**Task objective**.
The answer must consist of every line in the data that contains "serde".

**Dataset extract**.
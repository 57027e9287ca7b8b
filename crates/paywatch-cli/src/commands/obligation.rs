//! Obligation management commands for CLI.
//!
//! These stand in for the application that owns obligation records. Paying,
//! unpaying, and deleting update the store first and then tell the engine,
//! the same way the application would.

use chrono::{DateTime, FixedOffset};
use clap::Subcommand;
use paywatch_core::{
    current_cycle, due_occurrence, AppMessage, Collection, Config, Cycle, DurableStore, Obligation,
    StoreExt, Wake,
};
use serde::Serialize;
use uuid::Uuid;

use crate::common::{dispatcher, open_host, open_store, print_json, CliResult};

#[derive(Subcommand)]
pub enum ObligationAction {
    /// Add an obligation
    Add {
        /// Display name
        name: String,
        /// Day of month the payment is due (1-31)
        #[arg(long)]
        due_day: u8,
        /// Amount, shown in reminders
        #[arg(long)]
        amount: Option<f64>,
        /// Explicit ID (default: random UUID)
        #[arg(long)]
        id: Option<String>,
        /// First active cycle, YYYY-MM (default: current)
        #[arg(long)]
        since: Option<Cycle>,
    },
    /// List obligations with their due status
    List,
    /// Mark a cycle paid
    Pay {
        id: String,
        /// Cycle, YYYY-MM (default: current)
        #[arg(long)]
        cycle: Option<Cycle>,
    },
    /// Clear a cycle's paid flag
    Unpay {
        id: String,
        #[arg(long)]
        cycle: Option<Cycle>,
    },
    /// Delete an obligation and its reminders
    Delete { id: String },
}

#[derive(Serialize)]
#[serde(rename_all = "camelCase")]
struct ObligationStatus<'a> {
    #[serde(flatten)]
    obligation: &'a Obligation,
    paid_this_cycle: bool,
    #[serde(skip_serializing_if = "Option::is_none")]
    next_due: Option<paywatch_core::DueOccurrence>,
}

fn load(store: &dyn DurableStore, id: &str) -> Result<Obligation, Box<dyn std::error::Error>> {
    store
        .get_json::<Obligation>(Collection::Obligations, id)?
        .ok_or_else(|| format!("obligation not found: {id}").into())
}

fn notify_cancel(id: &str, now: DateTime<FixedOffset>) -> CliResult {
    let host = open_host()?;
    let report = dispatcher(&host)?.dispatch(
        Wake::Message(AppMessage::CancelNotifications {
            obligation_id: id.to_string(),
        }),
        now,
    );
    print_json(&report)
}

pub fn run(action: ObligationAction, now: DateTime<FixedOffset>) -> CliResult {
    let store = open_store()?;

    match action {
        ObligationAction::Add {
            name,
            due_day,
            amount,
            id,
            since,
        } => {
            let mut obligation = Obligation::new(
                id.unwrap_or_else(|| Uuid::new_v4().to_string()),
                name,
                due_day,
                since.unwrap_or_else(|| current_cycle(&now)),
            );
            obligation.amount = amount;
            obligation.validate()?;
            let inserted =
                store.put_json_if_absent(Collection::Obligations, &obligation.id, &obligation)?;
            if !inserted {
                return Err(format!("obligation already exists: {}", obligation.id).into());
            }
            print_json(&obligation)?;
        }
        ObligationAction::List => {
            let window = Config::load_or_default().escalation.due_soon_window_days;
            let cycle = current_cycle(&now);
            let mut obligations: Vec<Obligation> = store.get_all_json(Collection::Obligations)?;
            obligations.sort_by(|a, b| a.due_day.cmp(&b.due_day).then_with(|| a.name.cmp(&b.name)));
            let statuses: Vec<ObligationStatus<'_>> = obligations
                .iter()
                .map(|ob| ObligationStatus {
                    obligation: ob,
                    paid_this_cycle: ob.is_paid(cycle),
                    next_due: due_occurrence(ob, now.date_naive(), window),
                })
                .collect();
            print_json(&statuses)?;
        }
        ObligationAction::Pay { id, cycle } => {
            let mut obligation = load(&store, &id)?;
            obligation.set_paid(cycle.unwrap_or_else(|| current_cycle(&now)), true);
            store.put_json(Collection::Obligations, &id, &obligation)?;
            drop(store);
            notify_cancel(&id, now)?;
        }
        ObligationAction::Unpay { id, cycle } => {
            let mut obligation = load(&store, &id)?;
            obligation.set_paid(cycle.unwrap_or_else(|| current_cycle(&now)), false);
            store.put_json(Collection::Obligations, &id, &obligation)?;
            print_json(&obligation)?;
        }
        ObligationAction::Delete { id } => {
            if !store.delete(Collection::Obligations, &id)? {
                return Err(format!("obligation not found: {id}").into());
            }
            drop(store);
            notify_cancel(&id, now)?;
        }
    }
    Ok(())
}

**Output for this exercise**.
use serde::Serialize;
#[serde(rename_all = "camelCase")]
    #[serde(flatten)]
    #[serde(skip_serializing_if = "Option::is_none")]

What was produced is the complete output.